November 10, 2009
More Demolition by Neglect in Detroit
Detroit has lost another key building in its skyline to the wrecking ball, along with another opportunity for adaptive re-use, as a result of demolition by neglect. ("Demolition by neglect" refers to the gradual deterioration of a building by a building owner who has failed to maintain it.) Now that chunks of the Lafayette Building--an Italian Renaissance, pre-Depression era, triangular brick and limestone building in the heart of downtown--have started falling down, the Detroit Economic Development Corporation says it's time for the building to go.

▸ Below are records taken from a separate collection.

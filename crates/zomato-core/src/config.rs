use crate::app_config::AppConfig;
use crate::ConfigError;

pub const DEFAULT_BASE_URL: &str = "https://www.zomato.com";
pub const DEFAULT_GEOLOCATION_URL: &str = "http://ip-api.com/json";
pub const DEFAULT_USER_AGENT: &str =
    "Mozilla/5.0 (Windows NT 10.0; Win64; x64) AppleWebKit/537.36 (KHTML, like Gecko) Chrome/124.0.0.0 Safari/537.36";

/// Load application configuration from environment variables.
///
/// Calls `dotenvy::dotenv().ok()` to load `.env` files before reading env vars.
///
/// # Errors
///
/// Returns `ConfigError` if a value is present but invalid.
pub fn load_app_config() -> Result<AppConfig, ConfigError> {
    dotenvy::dotenv().ok();
    load_app_config_from_env()
}

/// Load application configuration from environment variables already in the process.
///
/// Unlike [`load_app_config`], this does NOT load `.env` files.
///
/// # Errors
///
/// Returns `ConfigError` if a value is present but invalid.
pub fn load_app_config_from_env() -> Result<AppConfig, ConfigError> {
    build_app_config(|key| std::env::var(key))
}

/// Build application configuration using the provided env-var lookup function.
///
/// Every variable has a default, so an empty environment yields a usable config.
fn build_app_config<F>(lookup: F) -> Result<AppConfig, ConfigError>
where
    F: Fn(&str) -> Result<String, std::env::VarError>,
{
    use std::path::PathBuf;

    let or_default = |var: &str, default: &str| -> String {
        lookup(var).unwrap_or_else(|_| default.to_string())
    };

    let parse_u32 = |var: &str, default: &str| -> Result<u32, ConfigError> {
        let raw = or_default(var, default);
        raw.parse::<u32>().map_err(|e| ConfigError::InvalidEnvVar {
            var: var.to_string(),
            reason: e.to_string(),
        })
    };

    let parse_u64 = |var: &str, default: &str| -> Result<u64, ConfigError> {
        let raw = or_default(var, default);
        raw.parse::<u64>().map_err(|e| ConfigError::InvalidEnvVar {
            var: var.to_string(),
            reason: e.to_string(),
        })
    };

    let parse_url = |var: &str, default: &str| -> Result<String, ConfigError> {
        let raw = or_default(var, default);
        let trimmed = raw.trim_end_matches('/');
        if !(trimmed.starts_with("http://") || trimmed.starts_with("https://")) {
            return Err(ConfigError::InvalidEnvVar {
                var: var.to_string(),
                reason: format!("\"{raw}\" must start with http:// or https://"),
            });
        }
        Ok(trimmed.to_string())
    };

    let log_level = or_default("ZOMATO_LOG_LEVEL", "info");
    let base_url = parse_url("ZOMATO_BASE_URL", DEFAULT_BASE_URL)?;
    let geolocation_url = parse_url("ZOMATO_GEOLOCATION_URL", DEFAULT_GEOLOCATION_URL)?;

    let request_timeout_secs = parse_u64("ZOMATO_REQUEST_TIMEOUT_SECS", "30")?;
    if request_timeout_secs == 0 {
        return Err(ConfigError::InvalidEnvVar {
            var: "ZOMATO_REQUEST_TIMEOUT_SECS".to_string(),
            reason: "timeout must be at least 1 second".to_string(),
        });
    }
    let user_agent = or_default("ZOMATO_USER_AGENT", DEFAULT_USER_AGENT);
    let output_dir = PathBuf::from(or_default("ZOMATO_OUTPUT_DIR", "."));
    let inter_request_delay_ms = parse_u64("ZOMATO_INTER_REQUEST_DELAY_MS", "1000")?;
    let max_retries = parse_u32("ZOMATO_MAX_RETRIES", "2")?;
    let retry_backoff_base_secs = parse_u64("ZOMATO_RETRY_BACKOFF_BASE_SECS", "1")?;

    Ok(AppConfig {
        log_level,
        base_url,
        geolocation_url,
        request_timeout_secs,
        user_agent,
        output_dir,
        inter_request_delay_ms,
        max_retries,
        retry_backoff_base_secs,
    })
}

#[cfg(test)]
#[path = "config_test.rs"]
mod tests;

Click here for a link to the article about the building that appeared originally in Detroit's Metro Times, which details the Development Corporation's position that "there was not a reason to keep it up." The city apparently has plans to put a park in the vacant footprint of the building to make it easier to sell, even though this tactic has not worked in the past in areas where other significant public buildings have been lost. In addition, New Urbanists might question the appropriateness (futility?) of putting a park where a major building once stood in a part of town where no one congregates.

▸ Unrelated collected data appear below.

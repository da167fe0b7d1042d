//! Exactly-once insertion of inbound messages into a room's history.

use rand::Rng;

use super::presence;
use crate::models::{IncomingMessage, Message, Room, UserPatch};

/// Prepend `incoming` to the room's newest-first history unless a message
/// with the same id is already there. Returns whether it was inserted.
///
/// `self` is decided against `local_id` as it is right now and never
/// revisited. The message also refreshes its sender's presence entry.
pub fn insert_message<R: Rng + ?Sized>(
    room: &mut Room,
    local_id: Option<&str>,
    incoming: IncomingMessage,
    rng: &mut R,
) -> bool {
    if room.has_message(incoming.id) {
        return false;
    }

    // An old message must not move the sender's last sighting backwards.
    let last_online = match room.users.get(&incoming.sender_id) {
        Some(user) => user.last_online.clone().max(Some(incoming.time.clone())),
        None => Some(incoming.time.clone()),
    };
    presence::update_user(
        room,
        &incoming.sender_id,
        UserPatch {
            name: incoming.sender_name.clone(),
            last_online,
        },
        rng,
    );

    let sender_hue = room.users.get(&incoming.sender_id).map(|u| u.hue);
    let is_self = local_id == Some(incoming.sender_id.as_str());

    room.messages.push_front(Message {
        id: incoming.id,
        time: incoming.time,
        text: incoming.text,
        sender_id: incoming.sender_id,
        sender_name: incoming.sender_name,
        sender_hue,
        is_self,
    });
    true
}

Today's loss to Detroit's significant historic architectural fabric could arguably have been prevented by a demolition by neglect ordinance, a form of land use regulation that increasing numbers of municipalities have started to employ or consider. Demolition by neglect ordinances require building owners to maintain their buildings according to pre-established standards; failure to maintain can lead to fines or injunctive relief. Rather than shift the cost of the loss to the public as opposed to the owner (such as the owner of the Lafayette Building), demolition by neglect ordinances place the cost of the loss (social, aesthetic, safety, historic, or otherwise) on the shoulders of the underlying property owner, stripping away the owner's free rider status, and ameliorating the negative costs foisted upon adjacent land owners and the public because of a building owner's failure to maintain the building. Without such an ordinance, adjacent land owners and the public bear the cost of the loss, even though they receive no benefits associated with the building's ownership. Detroit favors the latter approach, a lesson on externalities.
An interesting historical note about the Lafayette Building's tenants: The building once housed Michigan's Supreme Court, the state tax tribunal, various railroad companies, and almost three dozen retailers close to street level.